4 bakan için AYM’ye başvuru

Güncelleme Tarihi:

4 bakan için AYM’ye başvuru
Oluşturulma Tarihi: Ocak 14, 2015 11:58

İstanbul Cumhuriyet Başsavcılığı’nın 17 Aralık yolsuzluk operasyona ilişkin verdiği takipsizlik kararının kesinleşmesi ardından 8 vatandaş, Anayasa Mahkemesi’ne bireysel başvuruda bulundu. Yüksek Mahkemeye verilen dilekçede, dosyanın kapatılması ile hem yargının hem siyasetin töhmet altında kaldığı iddia edildi.

Haberin Devamı

İstanbul Cumhuriyet Başsavcılığı, 17 Aralık rüşvet ve yolsuzluk soruşturması adıyla anılan soruşturma dosyasında dönemin İçişleri Bakanı Muammer Güler’in oğlu Barış Güler, Ticaret ve Sanayi Bakanı Zafer Çağlayan’ın oğlu Kaan Çağlayan, İran asıllı işadamı Reza Zarrab ve eski Halkbank Genel Müdürü Süleyman Aslan’ın da aralarında bulunduğu 53 şüpheli hakkında kovuşturmaya yer olmadığına karar vermişti. Karara yapılan itiraz İstanbul 6. Sulh Ceza Hakimliği tarafından reddedilmişti.

AYM’YE TAŞINDI

Takipsizlik kararın kesinleşmesi nedeniyle, 8 vatandaş, Anayasa Mahkemesi’ne bireysel başvuruda bulundu. Avukat Arif Ali Cangı tarafından yapılan başvuruda, TBMM Yolsuzlukları Soruşturma Komisyonu, eski Ekonomi Bakanı Zafer Çağlayan, eski AB Bakanı Egemen Bağış, eski İçişleri Bakanı Muammer Güler ile eski Çevre ve Şehircilik Bakanı Erdoğan Bayraktar’ın Yüce Divan’a gönderilmemesi yönünde karar aldığı hatırlatıldı. Yüksek Mahkeme verilen dilekçede, özetle şöyle denildi:
“Başvuruya konu soruşturmada gereken titizlik gösterilmeden kovuşturmaya yer olmadığına karar verilmiş, başvurucuların itirazları da ‘itiraz hakları olmadığı’ gerekçesiyle reddedilmiştir. Soruşturmanın kamu davası açılmadan bu şekilde kapatılması, Türkiye yargısı ve siyasetini töhmet altında bırakmaktadır. Bu şekilde hukuk devletinden iyice uzaklaşılmasından başvurucularla birlikte bu ülkenin tüm yurttaşları büyük zarar görmektedir.

MAĞDURU TÜM TOPLUM

Hukuk devletinin olmadığı yerde hukuk güvenliği de olamaz. Böyle bir ortamda anayasada tanınmış hak ve özgürlükler kullanılamaz. Yolsuzluk ve rüşvet suçlamalarındaki maddi gerçeğin araştırılması zorunludur. Çünkü kamunun çıkarına aykırı olarak hukuk dışı yollarla kamu görevlileriyle onlara aracılık eden şüphelilerin elde etmiş oldukları mal varlığındaki artış, tüm toplumun mağdur edilmesi anlamı taşımaktadır. Bu suçun mağduru kamu ve onu oluşturan toplum dolayısıyla tüm yurttaşlardır.

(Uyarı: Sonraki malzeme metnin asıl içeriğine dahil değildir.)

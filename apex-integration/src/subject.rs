use parking_lot::Mutex;

/// Listener callback registered with a [`Subject`].
pub type Listener<T> = Box<dyn FnMut(&T) + Send>;

/// Minimal observable: a list of callbacks invoked in subscription order on every
/// [`Subject::next`].
///
/// Listeners may subscribe from any thread, including from within a listener callback; such
/// late subscribers start receiving from the following `next`.
pub struct Subject<T> {
    listeners: Mutex<Vec<Listener<T>>>,
}

impl<T> std::fmt::Debug for Subject<T> {
    fn fmt(&self, f: &mut std::fmt::Formatter<'_>) -> std::fmt::Result {
        f.debug_struct("Subject")
            .field("listeners", &self.listeners.lock().len())
            .finish()
    }
}

impl<T> Default for Subject<T> {
    fn default() -> Self {
        Self::new()
    }
}

impl<T> Subject<T> {
    pub fn new() -> Self {
        Self {
            listeners: Mutex::new(Vec::new()),
        }
    }

    pub fn subscribe(&self, listener: impl FnMut(&T) + Send + 'static) {
        self.listeners.lock().push(Box::new(listener));
    }

    /// Notify all listeners. The listener list is released during callbacks so that a
    /// listener may itself subscribe without deadlocking.
    pub fn next(&self, value: &T) {
        let mut active = std::mem::take(&mut *self.listeners.lock());

        for listener in active.iter_mut() {
            listener(value);
        }

        let mut guard = self.listeners.lock();
        let added_during_notify = std::mem::replace(&mut *guard, active);
        guard.extend(added_during_notify);
    }

    pub fn listener_count(&self) -> usize {
        self.listeners.lock().len()
    }
}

HUKUK DEVLETİ İLKESİ İHLAL EDİLDİ

Verilen karar bu nedenle kamu vicdanını zedeler niteliktedir. Başvurucuların itirazlarının incelemeden reddeden Sulh Ceza Hakimliği'nin kararı ile anayasada güvence altına alınan ‘hukuk devleti ilkesi, başvurucuların ‘hukuk güvenliği hakkı’ ve ‘hak arama özgürlüğü’ ile AİHS'nin 13. maddesindeki ‘etkili iç hukuk yoluna başvurma’ hakları açıkça ihlal edilmiştir.

YARGIYA AÇIKÇA MÜDAHELE EDİLDİ

Ayakkabı kutularından çıkan milyonlarca dolar, ele geçirilen kaynağı açıklanamayan milyonlarca dolar ve euro ve şüphelilerin karanlık ilişkileri karşısında soruşturmanın, yargıya açıkça yapılan müdahalelerle kamu davası açılmadan kapatılması, üstelik buna itiraz haklarının tanınmaması başvurucuların yurttaş olarak adalete olan güvenlerini ortadan kaldırmakta, geleceğe dair kaygılarını artırmaktadır.”

Haberle ilgili daha fazlası:

BAKMADAN GEÇME!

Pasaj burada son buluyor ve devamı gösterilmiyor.